I resti, che spuntavano parzialmente da una busta di plastica blu, sembrerebbero appartenere a un cane o un gatto, anche se non si esclude che all’interno del sacco possano esserci ulteriori resti.
Una condotta incivile che indigna la comunità
L’episodio ha immediatamente suscitato rabbia e indignazione tra i cittadini della zona. Resta da chiarire se si tratti di animali domestici deceduti di cui i proprietari si sono liberati illecitamente o se si sia di fronte a casi di uccisione deliberata.
Resta la gravità di un gesto che viola le norme ambientali e sanitarie, oltre a dimostrare una totale mancanza di rispetto nei confronti degli animali e della vivibilità del territorio.
Un problema ricorrente che colpisce anche il litorale
Purtroppo non si tratta di un evento isolato. Fenomeni di questo tipo si ripetono su vari tratti del territorio comunale. Spesso i corsi d’acqua e i canali d’irrigazione diventano vettori che trasportano i resti fino alle spiagge del litorale.

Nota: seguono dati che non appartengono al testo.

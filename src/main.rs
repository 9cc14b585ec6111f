use anyhow::{bail, Context};
use clap::{Parser, ValueEnum};
use log::{info, warn};
use std::path::{Path, PathBuf};

use tpn_calculator::catalog::{find_base_solution, load_additives, load_base_solutions};
use tpn_calculator::output::save_results;
use tpn_calculator::{compute_allocation, AllocationPolicy, CalculationConfig, PatientTargets, TpnError};

#[derive(Clone, Copy, ValueEnum)]
enum PolicyArg {
    Sequential,
    ToleranceBand,
}

impl From<PolicyArg> for AllocationPolicy {
    fn from(arg: PolicyArg) -> Self {
        match arg {
            PolicyArg::Sequential => AllocationPolicy::Sequential,
            PolicyArg::ToleranceBand => AllocationPolicy::ToleranceBand,
        }
    }
}

#[derive(Parser)]
#[command(name = "tpn-calc")]
#[command(about = "Total parenteral nutrition admixture calculator")]
struct Cli {
    /// Configuration file path
    #[arg(short, long)]
    config: PathBuf,

    /// Patient target file path
    #[arg(short, long)]
    patient: PathBuf,

    /// Name of the base solution to use
    #[arg(short, long)]
    solution: String,

    /// Output directory
    #[arg(short, long)]
    output: PathBuf,

    /// Override the allocation policy from the configuration
    #[arg(long, value_enum)]
    policy: Option<PolicyArg>,

    /// Verbose logging
    #[arg(short, long)]
    verbose: bool,
}

fn catalog_hint(error: &TpnError, config: &Path) {
    if error.is_configuration() {
        warn!("Check the additive catalog and role assignment in {:?}", config);
    }
}

fn main() -> anyhow::Result<()> {
    let cli = Cli::parse();

    // Initialize logging
    if cli.verbose {
        env_logger::Builder::from_default_env()
            .filter_level(log::LevelFilter::Debug)
            .init();
    } else {
        env_logger::Builder::from_default_env()
            .filter_level(log::LevelFilter::Info)
            .init();
    }

    let mut config = CalculationConfig::from_file(&cli.config)
        .with_context(|| format!("loading configuration {:?}", cli.config))?;
    if let Some(policy) = cli.policy {
        config.policy = policy.into();
    }
    info!("Loaded configuration from {:?} ({:?} policy)", cli.config, config.policy);

    let Some(catalog) = config.catalog.clone() else {
        bail!("configuration {:?} does not name catalog files", cli.config);
    };
    let solutions = load_base_solutions(&catalog.base_solutions)
        .inspect_err(|e| catalog_hint(e, &cli.config))
        .with_context(|| format!("loading base solutions {:?}", catalog.base_solutions))?;
    let additives = load_additives(&catalog.additives)
        .inspect_err(|e| catalog_hint(e, &cli.config))
        .with_context(|| format!("loading additives {:?}", catalog.additives))?;
    info!(
        "Catalog: {} base solutions, {} additives",
        solutions.len(),
        additives.len()
    );

    let base = find_base_solution(&solutions, &cli.solution).inspect_err(|e| catalog_hint(e, &cli.config))?;
    let targets = PatientTargets::from_file(&cli.patient)
        .with_context(|| format!("loading patient targets {:?}", cli.patient))?;

    let result = compute_allocation(&targets, base, &additives, &config)
        .inspect_err(|e| catalog_hint(e, &cli.config))
        .context("allocation failed")?;

    for component in &result.components {
        info!("{:<36} {:>10.2} mL/day", component.name, component.volume_ml);
    }

    std::fs::create_dir_all(&cli.output)?;
    save_results(&result, &cli.output)?;
    info!("Results saved to {:?}", cli.output);

    Ok(())
}
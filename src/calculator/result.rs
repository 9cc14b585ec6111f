use serde::{Deserialize, Serialize};
use std::collections::BTreeMap;

use super::summary::DeliverySummary;
use crate::allocation::{AllocationMethod, ComponentRole, MixComponent, NutrientAssessment};
use crate::config::AllocationPolicy;
use crate::nutrient::Nutrient;
use crate::requirements::Requirements;
use crate::trace::CalculationTrace;

/// A complete, internally consistent admixture recipe.
#[derive(Debug, Clone, PartialEq, Serialize, Deserialize)]
pub struct AllocationResult {
    pub base_solution: String,
    pub weight_kg: f64,
    pub budget_ml: f64, // mL/day
    pub components: Vec<MixComponent>,
    pub requirements: Requirements,
    pub delivery: DeliverySummary,
    pub assessments: Vec<NutrientAssessment>,
    pub policy: AllocationPolicy,
    pub method: AllocationMethod,
    pub trace: CalculationTrace,
}

impl AllocationResult {
    pub fn volume_of(&self, name: &str) -> Option<f64> {
        self.components
            .iter()
            .find(|c| c.name == name)
            .map(|c| c.volume_ml)
    }

    /// Component name to volume.
    pub fn detailed_mix(&self) -> BTreeMap<String, f64> {
        self.components
            .iter()
            .map(|c| (c.name.clone(), c.volume_ml))
            .collect()
    }

    pub fn total_volume(&self) -> f64 {
        self.components.iter().map(|c| c.volume_ml).sum()
    }

    pub fn additive_components(&self) -> impl Iterator<Item = &MixComponent> {
        self.components
            .iter()
            .filter(|c| matches!(c.role, ComponentRole::Additive(_)))
    }

    pub fn diluent_volume(&self) -> f64 {
        self.components
            .iter()
            .filter(|c| c.role == ComponentRole::Diluent)
            .map(|c| c.volume_ml)
            .sum()
    }

    pub fn delivered(&self, nutrient: Nutrient) -> f64 {
        self.delivery.total(nutrient)
    }

    pub fn assessment(&self, nutrient: Nutrient) -> Option<&NutrientAssessment> {
        self.assessments.iter().find(|a| a.nutrient == nutrient)
    }

    pub fn energy_kcal(&self) -> f64 {
        self.delivery.energy_kcal
    }
}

Le segnalazioni non riguardano soltanto animali d’affezione come cani e gatti. In diverse occasioni sono stati rinvenuti anche capi provenienti da aziende agricole e zootecniche della zona, tra cui carcasse di bufale e pecore, confermando l’urgenza di controlli più stringenti lungo l’intera filiera e sul corretto smaltimento dei resti.